It's why women in helping professions burn out, McKee adds. "They get super absorbed in the pain of others. They have trouble setting limits in taking in that pain. Some empathy is wonderful. But when you can feel the pain more than the person in pain feels it, it hurts you."

_Red Flag No. 3: Are you trying to control someone? Is someone trying to control you?_ 

Neediness is a hallmark of a codependent relationship. One person's happiness depends on having the other person right there -- right now. Not letting you hang out with friends, calling frequently to check up on you, having to be with you all the time -- these are controlling behaviors, says McKee.

"If you get close to someone else, it's very threatening to them," he explains. "They're calling you all the time when you're away: Do you still love me? Are you still there for me? It's a very unhappy way to live."

_Red Flag No. 4: Do you do more than your share -- all of the time?_ 

What's the difference between a hard worker and a workaholic? "Motive and consequences," says Cannon. "In those gray areas of addiction -- workaholism, housecleaning, perfectionism, religion, computer games -- those are the telling signs. Is your family suffering because of what you're doing? Are you suffering?"

"Many codependent people were the favorite child because they did more -- took care of the sick parent, got straight A's, cleaned the house," McKee adds. "Now, they feel like a martyr, victimized by doing it all. The martyr has a sense of gratification, but it's not a soul-satisfying gratification."

*More Red Flags*
_Red Flag No. 5: Are you always seeking approval and recognition?_ 

Low-self esteem is a mark of codependence. "Shame is the core of the whole thing. Neglected children view themselves as dumb, stupid, worthless, and defective," says Cannon. "It's ingrained into the fabric of their character. It's because the message they got as children was -- I don?t matter. I'm not important. I'm not worth taking care of."

As an adult, a codependent person judges themselves harshly, says McKee. "When they get recognition, they are embarrassed. They have difficulty asking others to meet their needs. They don't believe they are worthwhile or lovable."

There is no strong sense of self, McKee tells WebMD. "Ask them who they are, and men will give their job title. Women will say I'm a wife, partner, daughter, mother -- they define themselves in terms of relationships. A healthy person would say, 'I'm an independent and adventurous person.' There's nothing wrong with being proud of your job or relationships, but a healthy person should be able to identify characteristics beyond that."

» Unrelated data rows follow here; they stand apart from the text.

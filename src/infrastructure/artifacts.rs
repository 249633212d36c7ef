//! Startup loading of the trained model and its feature schema.
//!
//! Both artifacts are read exactly once; any failure here is fatal and the
//! service must not accept traffic.

use crate::application::ml::{OnnxPredictor, SmartCorePredictor, YieldModel};
use crate::application::prediction_service::PredictionService;
use crate::config::ArtifactEnvConfig;
use crate::domain::errors::ArtifactError;
use crate::domain::ml::feature_registry::DERIVED_FEATURES;
use crate::domain::ml::{FeatureSchema, ModelFormat};
use std::panic::{self, AssertUnwindSafe};
use std::path::Path;
use std::sync::Arc;
use tracing::{info, warn};

/// Model and schema held for the process lifetime.
pub struct LoadedArtifacts {
    pub model: Arc<dyn YieldModel>,
    pub schema: Arc<FeatureSchema>,
}

impl LoadedArtifacts {
    pub fn into_service(self) -> PredictionService {
        PredictionService::new(self.model, self.schema)
    }
}

pub struct ArtifactLoader;

impl ArtifactLoader {
    pub fn load(config: &ArtifactEnvConfig) -> Result<LoadedArtifacts, ArtifactError> {
        let model_path = config.resolved_model_path();
        let features_path = config.resolved_features_path();
        let format = config.format();

        let schema = Self::load_schema(&features_path)?;
        let model = Self::load_model(&model_path, format)?;

        Self::warmup(model.as_ref(), &schema)?;

        info!(
            "Artifacts ready: model='{}' format={} features={} path={:?}",
            model.name(),
            format,
            schema.len(),
            model_path
        );

        Ok(LoadedArtifacts {
            model,
            schema: Arc::new(schema),
        })
    }

    pub fn load_schema(path: &Path) -> Result<FeatureSchema, ArtifactError> {
        ensure_exists(path)?;

        let buffer = std::fs::read(path).map_err(|source| ArtifactError::Io {
            path: path.to_path_buf(),
            source,
        })?;
        let schema: FeatureSchema =
            serde_json::from_slice(&buffer).map_err(|e| ArtifactError::Corrupt {
                path: path.to_path_buf(),
                reason: e.to_string(),
            })?;

        if schema.is_empty() {
            return Err(ArtifactError::EmptySchema {
                path: path.to_path_buf(),
            });
        }
        if let Some(column) = schema.first_duplicate() {
            return Err(ArtifactError::DuplicateColumn {
                path: path.to_path_buf(),
                column: column.to_string(),
            });
        }

        let missing_derived: Vec<&str> = DERIVED_FEATURES
            .iter()
            .copied()
            .filter(|d| !schema.columns().iter().any(|c| c.as_str() == *d))
            .collect();
        if !missing_derived.is_empty() {
            warn!(
                "Feature schema {:?} does not list derived columns {:?}; they will be ignored",
                path, missing_derived
            );
        }

        Ok(schema)
    }

    pub fn load_model(
        path: &Path,
        format: ModelFormat,
    ) -> Result<Arc<dyn YieldModel>, ArtifactError> {
        ensure_exists(path)?;

        let model: Arc<dyn YieldModel> = match format {
            ModelFormat::SmartCore => Arc::new(SmartCorePredictor::load(path)?),
            ModelFormat::Onnx => Arc::new(OnnxPredictor::load(path)?),
        };
        Ok(model)
    }

    /// Runs one all-zero row through the model so a schema/model width
    /// mismatch fails at startup instead of on the first request.
    fn warmup(model: &dyn YieldModel, schema: &FeatureSchema) -> Result<(), ArtifactError> {
        let row = schema.zero_row();
        // smartcore indexes columns directly and panics on a narrow row
        let outcome = panic::catch_unwind(AssertUnwindSafe(|| model.predict(&row)));

        match outcome {
            Ok(Ok(_)) => {
                info!("Warmup inference ok ({} columns)", row.len());
                Ok(())
            }
            Ok(Err(e)) => Err(ArtifactError::Warmup {
                reason: e.to_string(),
            }),
            Err(_) => Err(ArtifactError::Warmup {
                reason: format!("model panicked on a {}-column row", row.len()),
            }),
        }
    }
}

fn ensure_exists(path: &Path) -> Result<(), ArtifactError> {
    if path.exists() {
        Ok(())
    } else {
        Err(ArtifactError::NotFound {
            path: path.to_path_buf(),
        })
    }
}
//! HTTP surface built on axum.

pub mod error;
pub mod handlers;

use crate::application::PredictionService;
use crate::config::CorsEnvConfig;
use crate::domain::validation::RangeValidator;
use crate::infrastructure::observability::Metrics;
use anyhow::{Context, Result};
use axum::http::HeaderValue;
use axum::routing::{get, post};
use axum::Router;
use chrono::{DateTime, Utc};
use tower_http::catch_panic::CatchPanicLayer;
use tower_http::cors::{AllowHeaders, AllowMethods, AllowOrigin, Any, CorsLayer};
use tower_http::trace::TraceLayer;

/// State shared by every handler; all members are cheap to clone.
#[derive(Clone)]
pub struct AppState {
    pub service: PredictionService,
    pub validator: RangeValidator,
    pub metrics: Metrics,
    pub started_at: DateTime<Utc>,
}

impl AppState {
    pub fn new(service: PredictionService, validator: RangeValidator, metrics: Metrics) -> Self {
        metrics.set_model(service.model().name(), &service.model().format().to_string());
        Self {
            service,
            validator,
            metrics,
            started_at: Utc::now(),
        }
    }
}

/// Router options that come from configuration
#[derive(Debug, Clone, Default)]
pub struct RouterOptions {
    pub cors: CorsEnvConfig,
    pub metrics_enabled: bool,
}

/// Build the axum Router with `/`, `/health`, `/predict` and optionally `/metrics`.
pub fn router(state: AppState, options: &RouterOptions) -> Result<Router> {
    let mut app = Router::new()
        .route("/", get(handlers::root_handler))
        .route("/health", get(handlers::health_handler))
        .route("/predict", post(handlers::predict_handler));

    if options.metrics_enabled {
        app = app.route("/metrics", get(handlers::metrics_handler));
    }

    Ok(app
        .fallback(handlers::not_found_handler)
        .method_not_allowed_fallback(handlers::method_not_allowed_handler)
        .with_state(state)
        .layer(CatchPanicLayer::custom(error::handle_panic))
        .layer(cors_layer(&options.cors)?)
        .layer(TraceLayer::new_for_http()))
}

pub fn cors_layer(cors: &CorsEnvConfig) -> Result<CorsLayer> {
    let origin = if cors.allows_any_origin() {
        if cors.allow_credentials {
            anyhow::bail!("Credentialed CORS cannot allow any origin");
        }
        AllowOrigin::from(Any)
    } else {
        let origins = cors
            .allowed_origins
            .iter()
            .map(|o| {
                o.parse::<HeaderValue>()
                    .with_context(|| format!("Invalid CORS origin: {}", o))
            })
            .collect::<Result<Vec<_>>>()?;
        AllowOrigin::list(origins)
    };

    // Wildcards are not allowed together with credentials; mirror instead
    let (methods, headers) = if cors.allow_credentials {
        (AllowMethods::mirror_request(), AllowHeaders::mirror_request())
    } else {
        (AllowMethods::from(Any), AllowHeaders::from(Any))
    };

    Ok(CorsLayer::new()
        .allow_origin(origin)
        .allow_methods(methods)
        .allow_headers(headers)
        .allow_credentials(cors.allow_credentials))
}

/// Bind and serve until the process receives Ctrl+C.
pub async fn serve(app: Router, address: &str) -> Result<()> {
    let listener = tokio::net::TcpListener::bind(address)
        .await
        .with_context(|| format!("Failed to bind {}", address))?;
    tracing::info!("Listening on http://{}", listener.local_addr()?);

    axum::serve(listener, app)
        .with_graceful_shutdown(async {
            tokio::signal::ctrl_c().await.ok();
            tracing::info!("Shutdown signal received. Draining connections...");
        })
        .await?;
    Ok(())
}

_Red Flag No. 6: Would you do anything to hold on to a relationship? Do you fear being abandoned?_ 

During childhood, the codependent person felt abandoned by a parent, so they learn to fear it, McKee explains. "They are not really good at bonding. They don't know how to bond in a constructive way that has a healthy dependency between two independent people. They don't feel able to express their own feelings, express a difference in opinion, so bonding never quite works."

People who put up with abuse "are usually bright, attractive, intelligent women," he tells WebMD. "The abuse ranges from emotional to sexual and physical abuse. Why do they go back? Because they feel so terrible about themselves... that nobody else would want them."

*Pulling Out of a Codependent Relationship*
Like any problem, you need to understand what's at the root, says David A Baron, MSEd, DO, chairman of psychiatry at Temple University Health System.

"Often the enabler feels guilty about the situation, Baron tells WebMD. "They care about the other individual in the relationship; [they] know there is a good side to this person. They're hoping against hope that they can go back to the good times -- even when it's blatantly obvious nothing will change."

At some point, they have to wake up and smell the coffee, he says. "They have to get beyond their emotions and look at the history of behavior. This has been a pattern. When you can get past the emotions and examine facts, write them down. Do a little timeline or a score card of bad behavior."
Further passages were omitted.